It remains to be seen if Trumps Russian Friendly cabinet is a good or a bad thing
One thing that can’t be denied and that is President-elect Donald Trump will have the most “Russian Friendly,” cabinet in United States history. It would be foolish to speculate if that is a good or a bad thing, because not one item of business has taken place yet but the facts are Russian President Vladimir Putin, has plenty of friends in the highest positions in the U.S. government.
Going back to World War II and all through the Cold War, United States and Russian relations have been less than trusting. The irony that a Republican president would be the man with a cabinet that is “Russian Friendly,” is at the very least interesting.
We now have the United States top diplomat is of course, Rex Tillerson, the CEO of ExxonMobil, who is the nominee for Secretary of State. He has made many business deals with the Russians and has been a strong supporter of warmer ties with the Russians.
Retired Lieutenant General Mike Flynn, Trump’s national security adviser nominee, has enjoyed a very warm relationship with the Russian leaders. He can be seen sitting next to Putin a dinner a few years ago.
“These are people that Russia can do business with,” Sergei Markov, an aide to the team of Russian President Vladimir Putin, told Bloomberg.
According to Markov, the appointments of Flynn and Tillerson, alongside retired General James Mattis as Defense Secretary—a man viewed as more pragmatic in Moscow, as Bloomberg reports—makes Trump’s ensemble a “fantastic team” from the Russian perspective, something only compounded by the President-elect’s own apparent close ties with the country.
How cozy has Tillerson and Flynn been with the Russian government over the past few years?
Let’s begin with the secretary of state in waiting, Tillerson a man who has been in charge at the oil giant ExxonMobil since 2006. He has cultivated very strong business ties with the Russians business and governmental communities.

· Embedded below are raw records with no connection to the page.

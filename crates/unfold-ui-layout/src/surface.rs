//! The rendered box a transition drives, and the weak references to it.

use std::cell::RefCell;
use std::fmt;
use std::rc::{Rc, Weak};
use std::sync::atomic::{AtomicU64, Ordering};

use smallvec::SmallVec;

use crate::axis::Axis;

/// Identity of a rendered surface, used to tell a surface's own transition
/// events apart from ones bubbling up from its children.
#[derive(Debug, Clone, Copy, PartialEq, Eq, Hash, PartialOrd, Ord)]
pub struct SurfaceId(u64);

impl SurfaceId {
    /// Allocates a process-unique id.
    pub fn next() -> Self {
        static NEXT: AtomicU64 = AtomicU64::new(1);
        Self(NEXT.fetch_add(1, Ordering::Relaxed))
    }

    pub fn get(self) -> u64 {
        self.0
    }
}

impl fmt::Display for SurfaceId {
    fn fmt(&self, f: &mut fmt::Formatter<'_>) -> fmt::Result {
        write!(f, "#{}", self.0)
    }
}

/// A measurable rendered box owned by the host.
pub trait Surface {
    fn surface_id(&self) -> SurfaceId;

    /// Full content extent along `axis` in pixels, including content clipped
    /// by overflow, not just the visible box.
    fn scroll_extent(&self, axis: Axis) -> u32;
}

/// Weak, rebindable slot pointing at the attached surface.
///
/// Clones share the slot. The slot never keeps the surface alive: once the
/// host drops it, [`SurfaceRef::get`] returns `None` as if it were detached.
#[derive(Clone, Default)]
pub struct SurfaceRef {
    slot: Rc<RefCell<Option<Weak<dyn Surface>>>>,
}

impl SurfaceRef {
    pub fn new() -> Self {
        Self::default()
    }

    pub fn attach(&self, surface: &Rc<dyn Surface>) {
        *self.slot.borrow_mut() = Some(Rc::downgrade(surface));
    }

    pub fn detach(&self) {
        self.slot.borrow_mut().take();
    }

    pub fn set(&self, surface: Option<&Rc<dyn Surface>>) {
        match surface {
            Some(surface) => self.attach(surface),
            None => self.detach(),
        }
    }

    pub fn get(&self) -> Option<Rc<dyn Surface>> {
        self.slot.borrow().as_ref().and_then(Weak::upgrade)
    }

    pub fn id(&self) -> Option<SurfaceId> {
        self.get().map(|surface| surface.surface_id())
    }

    pub fn is_attached(&self) -> bool {
        self.get().is_some()
    }

    /// True when both refs share one slot.
    pub fn ptr_eq(&self, other: &SurfaceRef) -> bool {
        Rc::ptr_eq(&self.slot, &other.slot)
    }
}

impl fmt::Debug for SurfaceRef {
    fn fmt(&self, f: &mut fmt::Formatter<'_>) -> fmt::Result {
        f.debug_struct("SurfaceRef").field("surface", &self.id()).finish()
    }
}

pub type RefCallback = Rc<dyn Fn(Option<&Rc<dyn Surface>>)>;

/// Anything a host can bind a surface to: a slot or a callback.
#[derive(Clone)]
pub enum RefHandle {
    Slot(SurfaceRef),
    Callback(RefCallback),
}

impl RefHandle {
    pub fn callback(callback: impl Fn(Option<&Rc<dyn Surface>>) + 'static) -> Self {
        RefHandle::Callback(Rc::new(callback))
    }

    /// Binds (`Some`) or unbinds (`None`) the surface.
    pub fn set(&self, surface: Option<&Rc<dyn Surface>>) {
        match self {
            RefHandle::Slot(slot) => slot.set(surface),
            RefHandle::Callback(callback) => callback(surface),
        }
    }
}

impl From<SurfaceRef> for RefHandle {
    fn from(slot: SurfaceRef) -> Self {
        RefHandle::Slot(slot)
    }
}

impl fmt::Debug for RefHandle {
    fn fmt(&self, f: &mut fmt::Formatter<'_>) -> fmt::Result {
        match self {
            RefHandle::Slot(slot) => f.debug_tuple("Slot").field(slot).finish(),
            RefHandle::Callback(_) => f.write_str("Callback(..)"),
        }
    }
}

/// Combines refs so that one binding updates all of them, in order.
pub fn merge_refs(refs: impl IntoIterator<Item = RefHandle>) -> RefHandle {
    let mut refs: SmallVec<[RefHandle; 2]> = refs.into_iter().collect();
    if refs.len() == 1 {
        if let Some(single) = refs.pop() {
            return single;
        }
    }
    RefHandle::callback(move |surface| {
        for handle in &refs {
            handle.set(surface);
        }
    })
}

#[cfg(test)]
#[path = "tests/surface_tests.rs"]
mod tests;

He is so highly regarded in the country that just three years ago, Tillerson was given the Order of Friendship by Putin himself in 2013, an honor for foreigners in Russia.
As for general Flynn, he had headed the all-important Defense Intelligence Agency under current President Barack Obama. What drew him to President-elect Trump was his non wavering hardline views on Islam and terrorism.
But he also has very strong views of the Russian government being a potential partner with whom the U.S. can work with. He acknowledged to the Washington Post earlier this year that he’d given a paid-for speech at a party held by Russia’s state-run RT television network.
So far So far, Trump’s choices — including top jobs for a trio of veterans of Goldman Sachs, a firm he blasted at campaign rallies — haven’t reflected the populist impulses that fueled his appeal to some white working-class voters or his vow to “drain the swamp” in Washington of donors and other insiders.
Two of Goldman’s top stars Steven Mnuchin, was Trump’s pick for secretary of the Treasury, and Gary Cohn, picked to direct the National Economic Council, are high ranking members, of one of the biggest global companies in the world. As you might expect Goldman does a great many deals with the Russians and have Moscow based offices, which is perfectly legal.
Goldman has on the website that they have been doing business in Russia since 1998. But as the Trump cabinet has come together the ties to Putin and the Russian’s it has put up, no pun intended “red flags all over the place.”
“I call it the three ‘G’ Cabinet: Goldman, generals and gazillionaires,” Missouri Sen. Claire McCaskill, a Democrat, said mockingly Sunday on ABC’s This Week, a reference to multiple Trump appointees who have worked at the Wall Street firm Goldman Sachs.
The key to the success of the Trump presidency and to how his cabinet serves him is how they are able to use their business ties in a diplomatic way. There have been businessmen and women who have served the U.S. government in the cabinet before.
The difference is most of them have not had the level of comfort with high ranking Russian officials and business leaders. In the end it is how those relationships are used that will make this either a win or a loss for President Trump.